The study cohort had a median age of 66.0 years (range, 10-82), with 28 (65.1%) male patients and 23 (53.5%) aged ≥65 years. Primary prophylaxis was employed in 60% (57/95) of cycles, and telpegfilgrastim was administered 24 hours post-chemotherapy in 72.6% (69/95) of cycles. The incidence rates of grade 3/4 leukopenia and neutropenia per cycle were 12.6% (12/95) and 11.6% (11/95), respectively. Approximately 5.3% (5/95) of cycles required rescue treatment with rhG-CSF, and only 1% (1/95) developed FN infection.

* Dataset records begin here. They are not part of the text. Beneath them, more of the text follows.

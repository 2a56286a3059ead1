use std::fs;

use nexora_core::{rank, Catalog, JobType, PostKind};
use nexora_engine::{CatalogError, JsonFileCatalog};
use pretty_assertions::assert_eq;
use tempfile::TempDir;

const SAMPLE: &str = r#"{
  "jobs": [
    {
      "id": "1",
      "title": "Frontend Developer",
      "company": "Acme",
      "location": "Remote",
      "type": "full-time",
      "salary": "$90k",
      "experience": "2+ years",
      "skills": ["React", "TypeScript"],
      "description": "Build UIs",
      "postedDate": "2 days ago",
      "source": "linkedin",
      "applyUrl": "https://example.com/1",
      "isRemote": true
    }
  ],
  "mentors": [
    {
      "id": "m1",
      "name": "Priya",
      "title": "Staff Engineer",
      "company": "Acme",
      "experience": "10 years",
      "expertise": ["React"],
      "rating": 4.8,
      "availability": "available"
    }
  ],
  "communityPosts": [
    {
      "id": "p1",
      "author": "Maria Garcia",
      "title": "React performance tips",
      "content": "Memoize the expensive parts.",
      "likes": 32,
      "comments": 8,
      "tags": ["react", "tips"],
      "createdAt": "2024-01-14T15:45:00Z",
      "type": "tip"
    }
  ]
}"#;

#[test]
fn parses_jobs_and_mentors() {
    let catalog = JsonFileCatalog::parse(SAMPLE).unwrap();
    let jobs = catalog.jobs();
    assert_eq!(jobs.len(), 1);
    assert_eq!(jobs[0].job_type, JobType::FullTime);
    assert!(jobs[0].is_remote);
    assert!(!jobs[0].is_urgent);
    assert_eq!(jobs[0].match_score, None);
    assert_eq!(catalog.mentors()[0].name, "Priya");
    let posts = catalog.community_posts();
    assert_eq!(posts.len(), 1);
    assert_eq!(posts[0].kind, PostKind::Tip);
    assert_eq!(posts[0].likes, 32);
}

#[test]
fn every_section_is_optional() {
    let catalog = JsonFileCatalog::parse(r#"{ "mentors": [] }"#).unwrap();
    assert!(catalog.jobs().is_empty());
    assert!(catalog.community_posts().is_empty());
}

#[test]
fn top_level_must_be_an_object() {
    for text in ["[]", "null", "42"] {
        let err = JsonFileCatalog::parse(text).unwrap_err();
        assert!(err.to_string().contains("catalog must be a JSON object"), "{text}: {err}");
    }
}

#[test]
fn loaded_jobs_feed_the_matcher() {
    let temp = TempDir::new().unwrap();
    let path = temp.path().join("catalog.json");
    fs::write(&path, SAMPLE).unwrap();

    let catalog = JsonFileCatalog::load(&path).unwrap();
    let ranked = rank(
        &catalog.jobs(),
        &["react".to_string()],
        &["frontend".to_string()],
    );
    assert_eq!(ranked.len(), 1);
    assert_eq!(ranked[0].match_score, Some(65));
    assert!(rank(&catalog.jobs(), &["react".to_string()], &[]).is_empty());
}

#[test]
fn missing_file_is_a_read_error_and_loads_empty() {
    let temp = TempDir::new().unwrap();
    let path = temp.path().join("absent.json");

    assert!(matches!(
        JsonFileCatalog::load(&path),
        Err(CatalogError::Read { .. })
    ));
    let catalog = JsonFileCatalog::load_or_empty(&path);
    assert!(catalog.jobs().is_empty());
    assert!(catalog.mentors().is_empty());
}

#[test]
fn malformed_file_is_a_parse_error() {
    let temp = TempDir::new().unwrap();
    let path = temp.path().join("catalog.json");
    fs::write(&path, "[]").unwrap();
    assert!(matches!(
        JsonFileCatalog::load(&path),
        Err(CatalogError::Parse { .. })
    ));
}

In the 24-hour subgroup, the incidences of both grade 3/4 leukopenia and neutropenia were 17.4% (12/69). Additionally, 7.2% (5/69) of cycles required rescue therapy. Primary prophylaxis yielded similar outcomes, with grade 3/4 leukopenia and neutropenia incidences at 11.9% (5/42) in the 24-hour subgroup. Rescue treatment with rhG-CSF was needed in 7.1% (3/42) of cycles. Among elderly patients receiving primary prophylaxis, 29% (6/21) completed three cycles of chemotherapy. AEs were limited to mild bone pain in 3.2% (3/95) of cycles, which was managed symptomatically without affecting subsequent chemotherapy cycles. No instances of nausea or fatigue were recorded.

Conclusion:

Telpegfilgrastim demonstrated significant advantages in preventing CIN, particularly in patients who received the drug 24 hours post-chemotherapy and in elderly patients in the primary prophylaxis setting. The drug exhibited favorable safety profiles. These findings suggest that telpegfilgrastim is a promising alternative to traditional PEG-rhG-CSF prophylaxis in lymphoma patients.

Disclosures

No relevant conflicts of interest to declare.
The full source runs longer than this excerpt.